Description: Born in a newly independent Somalia, Hirsi Ali discusses the clash of East and West.

 

Question: Who are you?

Transcript: My name is Ayaan Hirsi Ali and I am a Resident Fellow at the American Enterprise Institute.

Question: Where are you from and how has that shaped you?

Transcript: I was born at a time, say, about a decade after the independence of Somalia.  What I have always carried with me around that time is the impression of my parents and their generation, which was, “Finally we’re free from the colonial yoke.
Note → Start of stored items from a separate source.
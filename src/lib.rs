// Copyright (c) 2025-2026 Adrian Robinson. Licensed under the AGPL-3.0.
// See LICENSE file in the project root for full license text.

//! # Mission Sync
//!
//! Offline-capable sync of completed mission results.
//!
//! A learner finishes a mission with or without connectivity. The result is
//! persisted locally first, then pushed to the remote mission store whenever
//! the device is online.
//!
//! ## Architecture
//!
//! ```text
//! ┌─────────────────────────────────────────────────────────────┐
//! │                        Enqueue                              │
//! │  • enqueue_pending_result() persists before returning      │
//! │  • Latest result per mission wins, moved to the tail       │
//! └─────────────────────────────────────────────────────────────┘
//!                              │
//!                              ▼
//! ┌─────────────────────────────────────────────────────────────┐
//! │                   PendingQueueStore                         │
//! │  • Ordered JSON list under one key                         │
//! │  • SQLite (WAL journal) or in-memory backend               │
//! │  • Entries older than 24 h are dropped unsynced            │
//! └─────────────────────────────────────────────────────────────┘
//!                              │
//!          (online transition, 30 s tick, manual request)
//!                              ▼
//! ┌─────────────────────────────────────────────────────────────┐
//! │                    SyncCoordinator                          │
//! │  • One drain at a time (in-flight flag)                    │
//! │  • FIFO, paced, evaluates stars per entry                  │
//! │  • Failed entries stay queued for the next drain           │
//! └─────────────────────────────────────────────────────────────┘
//!                              │
//!                              ▼
//! ┌─────────────────────────────────────────────────────────────┐
//! │                  RemoteMissionStore                         │
//! │  • update_completion(mission_id, payload)                  │
//! └─────────────────────────────────────────────────────────────┘
//! ```
//!
//! ## Quick Start
//!
//! ```rust,no_run
//! use std::sync::Arc;
//! use mission_sync::{InMemoryMissionStore, SyncConfig, SyncCoordinator, TracingNotifier};
//!
//! #[tokio::main]
//! async fn main() -> Result<(), mission_sync::StorageError> {
//!     let config = SyncConfig {
//!         db_path: Some("./mission_sync.db".into()),
//!         ..Default::default()
//!     };
//!
//!     let coordinator = SyncCoordinator::init(
//!         config,
//!         Arc::new(InMemoryMissionStore::new()),
//!         Arc::new(TracingNotifier),
//!         false,
//!     )
//!     .await?;
//!     let handle = coordinator.start();
//!
//!     // Finished offline: persisted, not sent
//!     coordinator.enqueue_pending_result("mission-42", 9, 10, 300, None).await?;
//!
//!     // Platform reports connectivity: the run loop drains on its own
//!     coordinator.handle_connectivity(true);
//!
//!     handle.shutdown().await;
//!     Ok(())
//! }
//! ```
//!
//! ## Modules
//!
//! - [`evaluator`]: Stars and pass/fail from raw counts
//! - [`queue`]: Pending results and their durable queue
//! - [`storage`]: Key/value backends (SQLite, memory)
//! - [`network`]: Connectivity tracking and the recovery window
//! - [`coordinator`]: The drain state machine and its run loop
//! - [`remote`]: The remote mission store contract
//! - [`notify`]: User-facing sync notifications
//! - [`resilience`]: Retry for local startup

pub mod config;
pub mod evaluator;
pub mod queue;
pub mod storage;
pub mod resilience;
pub mod network;
pub mod notify;
pub mod remote;
pub mod coordinator;
pub mod metrics;

pub use config::SyncConfig;
pub use coordinator::{CoordinatorHandle, CoordinatorStats, DrainOutcome, SyncCoordinator, SyncReport, SyncState};
pub use evaluator::{evaluate, Grade};
pub use queue::{MissionResults, PendingMissionResult, PendingQueueStore};
pub use storage::{KeyValueStore, MemoryStore, SqliteStore, StorageError};
pub use remote::{CompletionPayload, InMemoryMissionStore, RemoteError, RemoteMissionStore};
pub use notify::{BroadcastNotifier, Notifier, RecordingNotifier, SyncNotification, TracingNotifier};
pub use network::{NetworkState, NetworkStatusMonitor, Transition};
pub use resilience::retry::RetryConfig;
We can determine our own destiny.  We’re going to have our own nation, our own flag, our own parliament, our own army.  There will be no pressure from outside.”  There was that.  And I was born in 1969 on the 13th of November, and just the month before that on the 21st of October there was a military coup; which means for that generation in Somalia that looked so much forward to independence, in less than 10 years that dream of freedom was thwarted and disappointed.  And that’s one part that I carry with me.  The second part that I carry is I grew up with the vocabulary of freedom, and shape your own destiny and that kind of thing.  That was on a national basis, but it affected me individually as well.  And also my father was thrown into jail, which made my future and that of my brother, and sister, and other half sisters different from children whose fathers were killed, or whose parents were killed, or who went into exile immediately.  My father escaped from jail and became a part of the opposition – Somali opposition – in Ethiopia.  And finally when he escaped jail, he went to Saudi Arabia, my mother went to Saudi Arabia and we ended up there.  And I’ve always had the pull on the one hand towards the west representing my father.  He was educated in Italy and here in the United States, and he was all about individual freedoms and democracy and that kind of thing . . .  sort of modernity.  And my mother, who after she had left her nomadic life at the age of 19, had gone to Aden, was very much influenced by the Arab-Islamic way of life.  And going to Saudi Arabia, for her, was getting as close as possible to Allah, and the prophet, and the holy house and so on.  And she was very happy that one year that we were there in Saudi Arabia.  So that is as far as surroundings shape the part of your age . . . the part of your life that is dependent on others, that was the context that I came out of.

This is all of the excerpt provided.